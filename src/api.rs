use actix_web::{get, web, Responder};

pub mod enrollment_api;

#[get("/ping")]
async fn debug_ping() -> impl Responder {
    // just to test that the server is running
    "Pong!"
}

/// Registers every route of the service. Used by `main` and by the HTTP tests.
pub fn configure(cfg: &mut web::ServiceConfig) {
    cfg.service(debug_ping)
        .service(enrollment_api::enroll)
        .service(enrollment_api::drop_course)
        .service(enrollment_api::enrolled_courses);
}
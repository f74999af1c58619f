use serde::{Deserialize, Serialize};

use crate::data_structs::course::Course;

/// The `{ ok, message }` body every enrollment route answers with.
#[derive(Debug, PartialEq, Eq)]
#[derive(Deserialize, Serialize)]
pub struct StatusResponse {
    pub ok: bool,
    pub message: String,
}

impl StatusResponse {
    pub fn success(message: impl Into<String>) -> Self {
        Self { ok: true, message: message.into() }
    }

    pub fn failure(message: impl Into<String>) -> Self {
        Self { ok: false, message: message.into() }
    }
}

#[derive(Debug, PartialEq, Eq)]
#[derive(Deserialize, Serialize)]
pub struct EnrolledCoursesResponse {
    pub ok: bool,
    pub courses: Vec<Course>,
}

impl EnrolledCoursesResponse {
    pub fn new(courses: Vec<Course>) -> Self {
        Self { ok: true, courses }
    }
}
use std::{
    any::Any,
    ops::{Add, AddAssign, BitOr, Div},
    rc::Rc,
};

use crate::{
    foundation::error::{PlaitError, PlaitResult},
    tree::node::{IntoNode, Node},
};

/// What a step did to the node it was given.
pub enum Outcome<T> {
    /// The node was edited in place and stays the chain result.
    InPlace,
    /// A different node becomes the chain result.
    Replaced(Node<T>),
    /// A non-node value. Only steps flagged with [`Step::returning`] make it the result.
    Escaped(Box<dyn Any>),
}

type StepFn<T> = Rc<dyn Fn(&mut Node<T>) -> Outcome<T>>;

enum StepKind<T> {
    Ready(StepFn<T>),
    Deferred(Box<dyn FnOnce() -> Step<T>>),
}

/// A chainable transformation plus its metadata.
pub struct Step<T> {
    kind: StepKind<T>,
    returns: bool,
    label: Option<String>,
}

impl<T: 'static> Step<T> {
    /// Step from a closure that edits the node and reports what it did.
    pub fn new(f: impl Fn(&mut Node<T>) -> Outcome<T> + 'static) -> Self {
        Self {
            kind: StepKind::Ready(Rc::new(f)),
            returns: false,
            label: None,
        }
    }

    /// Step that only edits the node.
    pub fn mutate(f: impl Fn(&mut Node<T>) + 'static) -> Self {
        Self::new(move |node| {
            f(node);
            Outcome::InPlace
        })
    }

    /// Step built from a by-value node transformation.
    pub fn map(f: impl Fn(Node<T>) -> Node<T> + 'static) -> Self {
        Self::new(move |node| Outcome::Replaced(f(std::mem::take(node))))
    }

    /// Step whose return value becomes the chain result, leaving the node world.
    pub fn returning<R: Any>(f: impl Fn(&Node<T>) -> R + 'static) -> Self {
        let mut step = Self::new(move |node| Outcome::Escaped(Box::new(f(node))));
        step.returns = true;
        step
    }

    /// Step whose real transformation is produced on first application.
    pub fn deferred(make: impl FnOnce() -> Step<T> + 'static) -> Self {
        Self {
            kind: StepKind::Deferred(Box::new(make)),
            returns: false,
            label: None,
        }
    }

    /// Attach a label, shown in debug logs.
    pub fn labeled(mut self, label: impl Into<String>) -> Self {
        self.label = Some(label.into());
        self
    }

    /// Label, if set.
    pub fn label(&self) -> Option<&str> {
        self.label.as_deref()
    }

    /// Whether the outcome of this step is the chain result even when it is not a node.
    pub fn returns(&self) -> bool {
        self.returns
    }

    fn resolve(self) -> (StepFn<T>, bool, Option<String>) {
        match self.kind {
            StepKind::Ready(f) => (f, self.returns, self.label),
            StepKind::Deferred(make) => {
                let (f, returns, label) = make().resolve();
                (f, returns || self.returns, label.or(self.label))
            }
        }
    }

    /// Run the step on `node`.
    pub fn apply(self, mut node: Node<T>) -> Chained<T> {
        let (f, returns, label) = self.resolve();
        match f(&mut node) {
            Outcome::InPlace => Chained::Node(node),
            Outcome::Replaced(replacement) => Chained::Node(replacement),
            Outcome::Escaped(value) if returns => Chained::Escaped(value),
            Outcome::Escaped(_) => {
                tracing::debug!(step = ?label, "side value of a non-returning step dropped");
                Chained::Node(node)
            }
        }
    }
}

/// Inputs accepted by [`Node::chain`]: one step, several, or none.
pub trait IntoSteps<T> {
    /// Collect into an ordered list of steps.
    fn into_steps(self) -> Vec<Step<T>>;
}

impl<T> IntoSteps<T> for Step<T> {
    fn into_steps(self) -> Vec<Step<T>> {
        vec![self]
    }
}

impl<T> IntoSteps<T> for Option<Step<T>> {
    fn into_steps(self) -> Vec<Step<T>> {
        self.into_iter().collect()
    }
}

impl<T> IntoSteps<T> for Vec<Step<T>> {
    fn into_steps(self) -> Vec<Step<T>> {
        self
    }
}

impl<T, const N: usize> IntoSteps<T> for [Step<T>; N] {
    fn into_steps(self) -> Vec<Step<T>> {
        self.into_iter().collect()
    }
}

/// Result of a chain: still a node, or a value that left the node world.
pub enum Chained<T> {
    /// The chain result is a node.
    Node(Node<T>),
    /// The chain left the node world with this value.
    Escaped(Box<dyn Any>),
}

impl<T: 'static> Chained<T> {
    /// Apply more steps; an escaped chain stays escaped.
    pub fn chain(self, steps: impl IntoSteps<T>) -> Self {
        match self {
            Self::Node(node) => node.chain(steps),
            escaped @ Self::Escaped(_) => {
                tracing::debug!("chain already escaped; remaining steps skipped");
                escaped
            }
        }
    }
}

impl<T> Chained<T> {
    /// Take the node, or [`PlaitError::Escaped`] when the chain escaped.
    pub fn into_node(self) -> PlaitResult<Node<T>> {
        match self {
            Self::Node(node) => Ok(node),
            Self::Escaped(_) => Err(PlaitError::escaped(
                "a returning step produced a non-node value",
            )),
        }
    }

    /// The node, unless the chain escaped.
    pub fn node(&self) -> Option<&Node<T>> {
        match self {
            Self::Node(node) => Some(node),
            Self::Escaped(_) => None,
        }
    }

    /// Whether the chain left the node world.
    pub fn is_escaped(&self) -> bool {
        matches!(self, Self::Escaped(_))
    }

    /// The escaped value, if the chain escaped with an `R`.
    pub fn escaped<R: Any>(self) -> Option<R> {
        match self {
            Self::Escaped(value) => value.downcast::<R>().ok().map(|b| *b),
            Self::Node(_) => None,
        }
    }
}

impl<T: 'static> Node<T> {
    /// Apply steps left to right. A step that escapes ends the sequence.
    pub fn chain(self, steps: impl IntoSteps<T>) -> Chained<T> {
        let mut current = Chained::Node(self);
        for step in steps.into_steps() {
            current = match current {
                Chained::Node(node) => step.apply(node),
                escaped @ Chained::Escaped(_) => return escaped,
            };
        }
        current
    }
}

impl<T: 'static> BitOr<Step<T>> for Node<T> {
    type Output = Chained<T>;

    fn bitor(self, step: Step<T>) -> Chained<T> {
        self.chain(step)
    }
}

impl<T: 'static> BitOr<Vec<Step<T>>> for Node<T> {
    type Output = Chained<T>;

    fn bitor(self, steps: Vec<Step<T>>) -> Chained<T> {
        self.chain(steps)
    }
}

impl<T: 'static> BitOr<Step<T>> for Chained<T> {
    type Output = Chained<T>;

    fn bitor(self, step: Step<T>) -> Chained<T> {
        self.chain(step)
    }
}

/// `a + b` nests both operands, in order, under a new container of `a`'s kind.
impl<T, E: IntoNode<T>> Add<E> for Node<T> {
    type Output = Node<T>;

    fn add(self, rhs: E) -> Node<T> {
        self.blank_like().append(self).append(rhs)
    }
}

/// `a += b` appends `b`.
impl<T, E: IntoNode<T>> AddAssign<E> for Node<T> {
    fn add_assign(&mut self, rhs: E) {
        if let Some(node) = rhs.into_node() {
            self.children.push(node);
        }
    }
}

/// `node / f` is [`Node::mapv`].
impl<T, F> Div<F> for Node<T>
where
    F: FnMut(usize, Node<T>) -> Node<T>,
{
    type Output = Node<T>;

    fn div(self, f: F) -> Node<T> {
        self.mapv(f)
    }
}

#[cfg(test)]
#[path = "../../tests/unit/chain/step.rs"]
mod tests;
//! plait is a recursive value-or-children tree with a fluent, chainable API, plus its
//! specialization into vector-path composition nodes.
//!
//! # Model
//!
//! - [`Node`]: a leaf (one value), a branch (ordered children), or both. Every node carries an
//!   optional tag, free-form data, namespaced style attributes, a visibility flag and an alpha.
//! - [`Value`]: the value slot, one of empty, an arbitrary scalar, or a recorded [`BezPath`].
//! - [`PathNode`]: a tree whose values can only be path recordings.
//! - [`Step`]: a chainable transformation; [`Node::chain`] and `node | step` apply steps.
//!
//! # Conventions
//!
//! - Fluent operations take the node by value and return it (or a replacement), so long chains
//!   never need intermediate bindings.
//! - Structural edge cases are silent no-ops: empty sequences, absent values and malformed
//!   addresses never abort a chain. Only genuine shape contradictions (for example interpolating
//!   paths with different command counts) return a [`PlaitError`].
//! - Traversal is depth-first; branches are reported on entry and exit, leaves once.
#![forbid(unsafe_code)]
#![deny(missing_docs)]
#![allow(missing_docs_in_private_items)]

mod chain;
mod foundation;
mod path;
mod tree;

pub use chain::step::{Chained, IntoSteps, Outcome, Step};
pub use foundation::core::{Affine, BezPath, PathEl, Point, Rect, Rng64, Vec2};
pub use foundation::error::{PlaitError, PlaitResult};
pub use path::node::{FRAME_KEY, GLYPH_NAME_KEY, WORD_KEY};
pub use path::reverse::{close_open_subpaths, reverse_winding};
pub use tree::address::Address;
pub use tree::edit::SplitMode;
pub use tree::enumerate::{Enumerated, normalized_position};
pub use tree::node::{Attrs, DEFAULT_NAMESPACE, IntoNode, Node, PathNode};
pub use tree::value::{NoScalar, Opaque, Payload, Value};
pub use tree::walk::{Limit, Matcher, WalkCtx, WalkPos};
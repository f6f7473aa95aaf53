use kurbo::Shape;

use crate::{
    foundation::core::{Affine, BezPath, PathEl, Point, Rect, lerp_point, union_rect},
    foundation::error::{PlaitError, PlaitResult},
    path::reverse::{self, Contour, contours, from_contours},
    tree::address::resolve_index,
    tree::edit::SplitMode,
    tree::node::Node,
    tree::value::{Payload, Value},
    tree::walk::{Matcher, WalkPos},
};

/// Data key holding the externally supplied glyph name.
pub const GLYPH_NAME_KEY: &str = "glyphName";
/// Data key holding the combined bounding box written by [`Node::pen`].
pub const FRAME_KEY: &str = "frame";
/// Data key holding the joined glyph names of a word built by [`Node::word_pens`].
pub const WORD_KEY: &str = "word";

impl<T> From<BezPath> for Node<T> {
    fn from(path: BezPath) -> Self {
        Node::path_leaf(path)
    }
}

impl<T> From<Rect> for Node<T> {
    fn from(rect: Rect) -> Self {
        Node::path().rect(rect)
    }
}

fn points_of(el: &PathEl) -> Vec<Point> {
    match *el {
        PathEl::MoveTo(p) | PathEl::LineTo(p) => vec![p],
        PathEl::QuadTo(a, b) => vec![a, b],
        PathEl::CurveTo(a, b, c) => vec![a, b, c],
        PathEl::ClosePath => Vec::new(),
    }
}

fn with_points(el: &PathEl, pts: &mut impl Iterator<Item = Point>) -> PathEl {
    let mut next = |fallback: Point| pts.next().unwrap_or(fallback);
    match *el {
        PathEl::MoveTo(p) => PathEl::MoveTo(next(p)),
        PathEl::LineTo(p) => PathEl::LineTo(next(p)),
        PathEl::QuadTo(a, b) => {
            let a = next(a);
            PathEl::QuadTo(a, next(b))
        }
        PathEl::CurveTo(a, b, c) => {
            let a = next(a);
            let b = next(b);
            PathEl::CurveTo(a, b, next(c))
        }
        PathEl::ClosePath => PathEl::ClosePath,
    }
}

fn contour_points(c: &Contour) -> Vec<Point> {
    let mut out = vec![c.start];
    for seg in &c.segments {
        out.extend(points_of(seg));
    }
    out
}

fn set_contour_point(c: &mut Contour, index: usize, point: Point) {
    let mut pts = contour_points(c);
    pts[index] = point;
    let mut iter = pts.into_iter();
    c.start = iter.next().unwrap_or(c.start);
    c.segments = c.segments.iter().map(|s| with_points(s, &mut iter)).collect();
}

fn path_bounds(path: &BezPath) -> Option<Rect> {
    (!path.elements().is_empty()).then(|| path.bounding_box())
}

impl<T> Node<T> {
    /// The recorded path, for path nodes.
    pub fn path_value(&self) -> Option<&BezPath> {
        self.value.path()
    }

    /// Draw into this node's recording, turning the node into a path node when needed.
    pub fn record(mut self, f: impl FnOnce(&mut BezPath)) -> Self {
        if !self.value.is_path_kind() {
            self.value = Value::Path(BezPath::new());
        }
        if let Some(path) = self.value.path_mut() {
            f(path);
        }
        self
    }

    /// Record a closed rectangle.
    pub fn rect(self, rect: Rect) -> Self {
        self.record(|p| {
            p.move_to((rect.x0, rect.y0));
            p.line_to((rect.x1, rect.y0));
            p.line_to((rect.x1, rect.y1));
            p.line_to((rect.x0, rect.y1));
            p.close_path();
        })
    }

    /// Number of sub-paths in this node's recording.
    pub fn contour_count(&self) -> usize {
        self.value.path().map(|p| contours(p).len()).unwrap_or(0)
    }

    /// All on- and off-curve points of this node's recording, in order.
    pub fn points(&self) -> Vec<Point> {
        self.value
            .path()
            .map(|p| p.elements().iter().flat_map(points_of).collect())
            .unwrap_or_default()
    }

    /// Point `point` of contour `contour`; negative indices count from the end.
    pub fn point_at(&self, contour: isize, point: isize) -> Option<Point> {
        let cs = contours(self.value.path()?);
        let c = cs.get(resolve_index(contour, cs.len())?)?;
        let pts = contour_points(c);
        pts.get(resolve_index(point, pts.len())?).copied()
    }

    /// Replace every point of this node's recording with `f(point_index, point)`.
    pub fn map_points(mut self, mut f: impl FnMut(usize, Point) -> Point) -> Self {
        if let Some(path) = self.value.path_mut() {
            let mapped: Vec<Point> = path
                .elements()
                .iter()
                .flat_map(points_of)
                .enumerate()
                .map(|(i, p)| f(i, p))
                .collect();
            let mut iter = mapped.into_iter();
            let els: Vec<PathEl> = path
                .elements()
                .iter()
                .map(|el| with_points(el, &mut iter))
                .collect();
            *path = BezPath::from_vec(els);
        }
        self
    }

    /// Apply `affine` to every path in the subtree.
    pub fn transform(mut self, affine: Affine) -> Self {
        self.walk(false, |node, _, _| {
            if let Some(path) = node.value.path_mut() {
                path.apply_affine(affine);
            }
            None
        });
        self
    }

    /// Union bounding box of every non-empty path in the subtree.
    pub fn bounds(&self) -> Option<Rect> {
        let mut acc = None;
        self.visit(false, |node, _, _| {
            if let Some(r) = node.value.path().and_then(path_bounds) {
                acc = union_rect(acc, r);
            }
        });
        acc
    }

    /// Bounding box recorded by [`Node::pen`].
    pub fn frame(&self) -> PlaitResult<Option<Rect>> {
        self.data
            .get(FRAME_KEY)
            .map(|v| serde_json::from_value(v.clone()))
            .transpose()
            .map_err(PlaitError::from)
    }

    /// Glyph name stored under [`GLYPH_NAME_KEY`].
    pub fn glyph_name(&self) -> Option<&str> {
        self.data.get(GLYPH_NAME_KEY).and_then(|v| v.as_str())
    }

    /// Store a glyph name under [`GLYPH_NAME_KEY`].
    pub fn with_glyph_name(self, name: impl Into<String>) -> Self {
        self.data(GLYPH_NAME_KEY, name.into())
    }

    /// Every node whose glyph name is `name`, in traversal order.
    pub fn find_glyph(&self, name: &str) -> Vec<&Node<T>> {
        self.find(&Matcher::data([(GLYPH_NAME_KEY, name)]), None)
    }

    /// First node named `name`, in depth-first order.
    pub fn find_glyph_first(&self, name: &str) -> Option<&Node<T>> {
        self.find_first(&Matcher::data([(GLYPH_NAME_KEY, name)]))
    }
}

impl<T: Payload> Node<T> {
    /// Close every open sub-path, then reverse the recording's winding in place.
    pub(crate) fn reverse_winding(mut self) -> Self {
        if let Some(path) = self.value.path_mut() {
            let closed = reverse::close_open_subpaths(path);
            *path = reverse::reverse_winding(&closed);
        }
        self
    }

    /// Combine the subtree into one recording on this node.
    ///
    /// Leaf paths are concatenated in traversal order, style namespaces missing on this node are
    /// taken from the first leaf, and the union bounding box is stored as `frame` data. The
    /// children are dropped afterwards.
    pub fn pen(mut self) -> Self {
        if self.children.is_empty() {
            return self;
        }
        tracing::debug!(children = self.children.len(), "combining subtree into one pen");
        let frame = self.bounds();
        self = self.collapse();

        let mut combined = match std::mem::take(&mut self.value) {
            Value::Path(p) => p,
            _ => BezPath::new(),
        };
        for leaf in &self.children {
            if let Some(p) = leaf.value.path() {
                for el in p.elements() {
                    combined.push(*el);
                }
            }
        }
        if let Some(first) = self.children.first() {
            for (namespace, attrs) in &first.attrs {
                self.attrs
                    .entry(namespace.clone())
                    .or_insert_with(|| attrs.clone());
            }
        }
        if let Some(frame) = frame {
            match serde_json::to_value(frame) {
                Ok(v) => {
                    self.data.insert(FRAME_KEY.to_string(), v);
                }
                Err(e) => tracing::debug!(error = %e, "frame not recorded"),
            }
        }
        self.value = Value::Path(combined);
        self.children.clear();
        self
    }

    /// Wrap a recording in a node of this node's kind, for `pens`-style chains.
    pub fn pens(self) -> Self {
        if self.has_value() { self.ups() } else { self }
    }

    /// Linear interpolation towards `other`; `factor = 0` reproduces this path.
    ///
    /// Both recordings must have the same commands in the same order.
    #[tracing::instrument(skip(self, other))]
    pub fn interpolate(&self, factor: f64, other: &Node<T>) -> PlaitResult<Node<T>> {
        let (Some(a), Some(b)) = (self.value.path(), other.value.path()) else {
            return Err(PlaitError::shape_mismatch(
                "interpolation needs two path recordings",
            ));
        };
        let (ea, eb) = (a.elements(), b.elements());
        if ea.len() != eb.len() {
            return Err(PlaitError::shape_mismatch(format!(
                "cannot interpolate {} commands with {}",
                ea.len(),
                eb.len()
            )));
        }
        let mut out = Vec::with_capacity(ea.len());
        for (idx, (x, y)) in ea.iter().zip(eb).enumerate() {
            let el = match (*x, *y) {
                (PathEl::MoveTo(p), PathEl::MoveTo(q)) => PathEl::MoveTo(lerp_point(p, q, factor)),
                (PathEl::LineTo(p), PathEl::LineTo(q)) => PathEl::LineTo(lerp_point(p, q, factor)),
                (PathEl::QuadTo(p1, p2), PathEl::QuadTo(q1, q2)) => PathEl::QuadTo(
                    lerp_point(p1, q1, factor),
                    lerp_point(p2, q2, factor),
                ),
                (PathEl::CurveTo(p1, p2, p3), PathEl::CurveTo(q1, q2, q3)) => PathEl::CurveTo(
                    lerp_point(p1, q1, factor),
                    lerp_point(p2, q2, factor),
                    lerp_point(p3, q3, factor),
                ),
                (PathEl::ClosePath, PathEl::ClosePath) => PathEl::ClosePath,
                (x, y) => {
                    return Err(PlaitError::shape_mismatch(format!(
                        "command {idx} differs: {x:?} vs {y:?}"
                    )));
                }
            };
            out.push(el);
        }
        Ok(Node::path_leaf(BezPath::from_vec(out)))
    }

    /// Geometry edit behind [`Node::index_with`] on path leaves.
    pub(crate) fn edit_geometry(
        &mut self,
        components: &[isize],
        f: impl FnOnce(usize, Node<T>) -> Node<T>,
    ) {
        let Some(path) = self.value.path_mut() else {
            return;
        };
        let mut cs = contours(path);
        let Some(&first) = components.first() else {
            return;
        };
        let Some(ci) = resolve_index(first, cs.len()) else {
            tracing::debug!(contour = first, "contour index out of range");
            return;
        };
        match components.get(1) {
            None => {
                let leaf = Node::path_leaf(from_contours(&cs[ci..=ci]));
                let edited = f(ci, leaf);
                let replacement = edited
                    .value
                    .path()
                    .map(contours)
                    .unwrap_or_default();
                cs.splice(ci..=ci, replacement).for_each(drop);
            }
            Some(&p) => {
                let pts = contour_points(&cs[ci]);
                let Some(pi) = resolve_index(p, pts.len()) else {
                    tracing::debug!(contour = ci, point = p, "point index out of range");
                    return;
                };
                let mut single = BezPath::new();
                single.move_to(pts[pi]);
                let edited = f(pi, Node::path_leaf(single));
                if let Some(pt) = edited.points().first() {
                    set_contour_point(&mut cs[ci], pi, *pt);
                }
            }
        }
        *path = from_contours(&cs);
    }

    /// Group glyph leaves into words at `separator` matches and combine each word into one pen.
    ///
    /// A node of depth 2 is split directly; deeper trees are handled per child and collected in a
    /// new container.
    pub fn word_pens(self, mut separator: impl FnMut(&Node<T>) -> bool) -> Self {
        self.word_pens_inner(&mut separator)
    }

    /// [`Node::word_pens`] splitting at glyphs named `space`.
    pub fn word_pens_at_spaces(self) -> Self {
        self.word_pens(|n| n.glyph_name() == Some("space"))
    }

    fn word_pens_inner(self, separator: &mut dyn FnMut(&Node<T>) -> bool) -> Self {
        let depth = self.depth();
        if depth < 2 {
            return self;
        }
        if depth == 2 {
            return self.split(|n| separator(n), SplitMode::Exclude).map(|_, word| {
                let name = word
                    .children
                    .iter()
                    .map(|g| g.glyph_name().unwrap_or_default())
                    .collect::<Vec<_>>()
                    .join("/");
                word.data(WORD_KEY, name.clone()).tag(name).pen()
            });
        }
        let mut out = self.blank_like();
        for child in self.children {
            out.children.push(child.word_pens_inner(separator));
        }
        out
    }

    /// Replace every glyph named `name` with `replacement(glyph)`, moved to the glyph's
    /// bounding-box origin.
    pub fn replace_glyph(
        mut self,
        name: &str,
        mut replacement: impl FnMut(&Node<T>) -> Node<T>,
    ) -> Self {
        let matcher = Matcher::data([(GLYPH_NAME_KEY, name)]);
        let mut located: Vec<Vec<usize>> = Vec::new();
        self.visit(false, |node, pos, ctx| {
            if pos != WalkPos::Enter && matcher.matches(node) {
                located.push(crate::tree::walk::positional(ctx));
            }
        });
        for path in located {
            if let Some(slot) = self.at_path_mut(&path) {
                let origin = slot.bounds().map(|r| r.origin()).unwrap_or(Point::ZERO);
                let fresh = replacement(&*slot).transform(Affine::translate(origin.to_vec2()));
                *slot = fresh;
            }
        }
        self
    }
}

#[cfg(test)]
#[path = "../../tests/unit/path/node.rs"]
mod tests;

▶ [Required action] Count the lines of the material that contain the word "returning" and state the resulting number without further remark.

▶ [Response to the task] 4